O primeiro caso de Covid-19 no Distrito Federal foi reportado em 7 de março de 2020. Desde então, o Brasil tornou-se o epicentro da pandemia, chegando a registrar 4 mil casos em um único dia. Como ainda não existe uma cura conhecida e durante muito tempo a vacina não esteve disponível para todos, os cuidados estão tinham como foco a prevenção. O álcool-em-gel, a máscara e o termômetro tornaram-se itens indispensáveis no cotidiano brasileiro. O texto foi escrito em 2021 mas só agora tive oportunidade de publicá-lo.



Foto ganhadora do World Press Photo. Depois
de 5 meses, uma idosa recebe um abraço de uma
enfermeira. Ao mesmo tempo que o plástico
demarca a separação entre as duas, é também
um elemento intermediador e que autoriza o
estabelecimento da relação. Nesse artigo,
iremos aprofundar esse fenômeno.
Fonte: Mads Nissen

Nessa postagem, faço um relato de campo na jornada ao mercado com Renato (36 anos), meu interlocutor, morador da Asa Norte de Brasília. O foco é em como as práticas de prevenção guiam o antes, o durante e o depois das interações entre os sujeitos, sejam eles vivos (humanos), não-vivos (mercadorias, máscaras e objetos sanitizantes) ou que estejam em uma interface em que migre entre essas duas categorias (vírus).



Argumento que os novos artefatos são elementos intermediadores de relações e que participam da gestão da vida e da morte. Para tal, articulo o conceito de cadeia operatória, proposto por Leroi-Gourhan, que Lemonnier (2004, p. 178) definiu como matéria-prima de uma etnologia da técnica; as abordagens que, segundo Sautchuk (2017) a antropologia considera a técnica a partir da ideia de transformação; e também as reflexões promovidas por Pitrou (2021) acerca da técnica e da distinção entre os seres vivos, entidades capazes de exercer as funções de vida (reprodução, crescimento, metabolização etc), e os seres de vida, responsáveis por autorizar a existência dos seres vivos.



Advogo pela superação da ditocomia entre o simbólico e o prático: a técnica, que carrega consigo aspectos econômicos e utilitários, conjulga-se com os aspectos simbólicos, influenciados pela cultura e crenças pessoais. Do lado utilitário, temos que a máscara, o termômetro e o álcool-em-gel são comprovadamente meios eficazes de controlar a taxa de transmissão do vírus se usados corretamente. Pelo aspecto simbólico,  também são elementos que autorizam ou desautorizam o início e a continuação das interações entre os seres - incluíndo os não-vivos, como o coronavírus.




 Uma breve narrativa sobre a cadeia operatória

Antes de descrever a jornada com meu interlocutor, é necessário destacar algumas informações importantes acerca da observação.

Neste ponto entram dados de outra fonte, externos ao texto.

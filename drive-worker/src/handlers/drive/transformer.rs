use chrono::Utc;
use conduit::connections::ConnectionContext;
use conduit::{NormalizedRecord, RecordBuilder, WorkerResult};
use serde_json::{json, Value};

use super::api::{Channel, DriveFile};
use super::config::{FOLDER_MIME_TYPE, PROVIDER};

pub const RESOURCE_FILE: &str = "file";
pub const RESOURCE_FOLDER: &str = "folder";
pub const RESOURCE_CHANNEL: &str = "channel";

/// Bumped when the payload shape changes.
pub const TRANSFORMATION_VERSION: &str = "1.0";

/// How a record was discovered.
#[derive(Debug, Clone, Copy, PartialEq, Eq)]
pub enum SyncSource {
    FullSync,
    Incremental,
    Webhook,
    Fetch,
}

impl SyncSource {
    pub fn as_str(self) -> &'static str {
        match self {
            SyncSource::FullSync => "full_sync",
            SyncSource::Incremental => "incremental",
            SyncSource::Webhook => "webhook",
            SyncSource::Fetch => "fetch",
        }
    }
}

pub fn is_folder(file: &DriveFile) -> bool {
    file.mime_type.as_deref() == Some(FOLDER_MIME_TYPE)
}

/// Coarse content category from a mime type.
pub fn category(mime_type: &str) -> &'static str {
    match mime_type {
        FOLDER_MIME_TYPE => "folder",
        "application/vnd.google-apps.document" => "document",
        "application/vnd.google-apps.spreadsheet" => "spreadsheet",
        "application/vnd.google-apps.presentation" => "presentation",
        "application/pdf" => "pdf",
        m if m.starts_with("image/") => "image",
        m if m.starts_with("video/") => "video",
        m if m.starts_with("audio/") => "audio",
        m if m.starts_with("text/") => "text",
        m if m.starts_with("application/vnd.google-apps.") => "workspace",
        _ => "other",
    }
}

/// Target format for exporting a Google Workspace document, if it has one.
pub fn export_format(mime_type: &str) -> Option<&'static str> {
    match mime_type {
        "application/vnd.google-apps.document" => {
            Some("application/vnd.openxmlformats-officedocument.wordprocessingml.document")
        }
        "application/vnd.google-apps.spreadsheet" => {
            Some("application/vnd.openxmlformats-officedocument.spreadsheetml.sheet")
        }
        "application/vnd.google-apps.presentation" => {
            Some("application/vnd.openxmlformats-officedocument.presentationml.presentation")
        }
        "application/vnd.google-apps.drawing" => Some("image/png"),
        "application/vnd.google-apps.script" => Some("application/vnd.google-apps.script+json"),
        _ => None,
    }
}

/// Payload for one file or folder.
pub fn file_payload(file: &DriveFile) -> Value {
    let mime_type = file.mime_type.as_deref().unwrap_or("application/octet-stream");
    let folder = is_folder(file);
    let owners: Vec<Value> = file
        .owners
        .iter()
        .map(|o| json!({"name": o.display_name, "email": o.email_address}))
        .collect();

    json!({
        "id": file.id,
        "type": if folder { RESOURCE_FOLDER } else { RESOURCE_FILE },
        "name": file.name.as_deref().unwrap_or("Unnamed"),
        "mime_type": mime_type,
        "category": category(mime_type),
        "is_folder": folder,
        "is_google_workspace": mime_type.starts_with("application/vnd.google-apps."),
        "size_bytes": file.size.as_deref().and_then(|s| s.parse::<u64>().ok()),
        "web_view_link": file.web_view_link,
        "parent_ids": file.parents,
        "owners": owners,
        "trashed": file.trashed,
        "timestamps": {
            "created_at": file.created_time,
            "modified_at": file.modified_time,
        },
    })
}

/// Record for a file or folder. The key depends only on the connection and
/// the file id, so every sync path produces the same key for the same file.
pub async fn file_record(
    builder: &RecordBuilder,
    ctx: &ConnectionContext,
    file: &DriveFile,
    source: SyncSource,
) -> WorkerResult<NormalizedRecord> {
    let resource_type = if is_folder(file) { RESOURCE_FOLDER } else { RESOURCE_FILE };
    let record = builder
        .build(&ctx.customer_id, &ctx.connection_id, resource_type, &file.id, file_payload(file))
        .await?;
    Ok(record
        .with_metadata("sync_source", source.as_str())
        .with_metadata("transformation_version", TRANSFORMATION_VERSION)
        .with_metadata("transformed_at", Utc::now().to_rfc3339()))
}

/// Record describing a newly opened push channel.
pub async fn channel_record(
    builder: &RecordBuilder,
    ctx: &ConnectionContext,
    channel: &Channel,
    page_token: &str,
    webhook_url: &str,
) -> WorkerResult<NormalizedRecord> {
    let payload = json!({
        "channel_id": channel.id,
        "resource_id": channel.resource_id,
        "expiration": channel.expiration,
        "page_token": page_token,
        "webhook_url": webhook_url,
        "provider": PROVIDER,
    });
    builder
        .build(&ctx.customer_id, &ctx.connection_id, RESOURCE_CHANNEL, &channel.id, payload)
        .await
}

Apesar de também morar em Brasília e estar familiarizado com todas as medidas sanitárias contra a disseminação do Sars-CoV-2, a observação deu-se em um período curto. Assim sendo, alguns aspectos aqui expostos poderão ser aprofundados em pesquisas futuras.



A hora de ir ao mercado não tem momento pré-definido, ela ocorre conforme a demanda por novas mercadorias surgem. Antes de ir, há a escolha da máscara: elas estão dispostas em um cesto, sem organização pré-definida. Perguntado sobre a procedência delas, o interlocutor disse que algumas foram recebidas como presente (dádiva) e outras foram compradas. Elas são feitas de algodão ou de neoprene, algumas contém estampas, são coloridas ou dotadas de frases políticas. Observei também que em certas máscaras há sinais de desgastes - sobre isso fui informado que elas são trocadas à medida que os rasgos aparecem.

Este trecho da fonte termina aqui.